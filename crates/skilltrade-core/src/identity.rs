//! Identity — the minimal session record of an authenticated principal.

use std::fmt;

use chrono::{DateTime, Utc};
use serde::{Deserialize, Serialize};
use uuid::Uuid;

/// An authenticated principal. Owned by the session store; read-only
/// everywhere else.
#[derive(Debug, Clone, PartialEq, Eq, Serialize, Deserialize)]
pub struct Identity {
  pub id:                 Uuid,
  pub email:              String,
  /// Set once the identity service has seen the address confirmed.
  pub email_confirmed_at: Option<DateTime<Utc>>,
}

impl Identity {
  pub fn is_confirmed(&self) -> bool { self.email_confirmed_at.is_some() }
}

/// A plaintext password on its way to the identity service.
///
/// Not `Serialize`, and `Debug` is redacted, so it cannot leak into a
/// profile, a cache entry, or a log line by accident.
#[derive(Clone, Default, PartialEq, Eq)]
pub struct Password(String);

impl Password {
  pub fn new(raw: impl Into<String>) -> Self { Self(raw.into()) }

  pub fn expose(&self) -> &str { &self.0 }

  /// Length in characters, as the minimum-length policy counts it.
  pub fn len(&self) -> usize { self.0.chars().count() }

  pub fn is_empty(&self) -> bool { self.0.is_empty() }
}

impl fmt::Debug for Password {
  fn fmt(&self, f: &mut fmt::Formatter<'_>) -> fmt::Result {
    f.write_str("Password(***)")
  }
}

impl From<&str> for Password {
  fn from(raw: &str) -> Self { Self::new(raw) }
}

impl From<String> for Password {
  fn from(raw: String) -> Self { Self(raw) }
}

/// Email/password pair handed to registration or login.
#[derive(Debug, Clone)]
pub struct Credentials {
  pub email:    String,
  pub password: Password,
}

TASK STATEMENT -> Return nothing but the lines from the start of the listing above through the line containing "line by accident.", exactly as given.

TASK ANSWER ->
filename crates/skilltrade-core/src/identity.rs
//! Identity — the minimal session record of an authenticated principal.

use std::fmt;

use chrono::{DateTime, Utc};
use serde::{Deserialize, Serialize};
use uuid::Uuid;

/// An authenticated principal. Owned by the session store; read-only
/// everywhere else.
#[derive(Debug, Clone, PartialEq, Eq, Serialize, Deserialize)]
pub struct Identity {
  pub id:                 Uuid,
  pub email:              String,
  /// Set once the identity service has seen the address confirmed.
  pub email_confirmed_at: Option<DateTime<Utc>>,
}

impl Identity {
  pub fn is_confirmed(&self) -> bool { self.email_confirmed_at.is_some() }
}

/// A plaintext password on its way to the identity service.
///
/// Not `Serialize`, and `Debug` is redacted, so it cannot leak into a
/// profile, a cache entry, or a log line by accident.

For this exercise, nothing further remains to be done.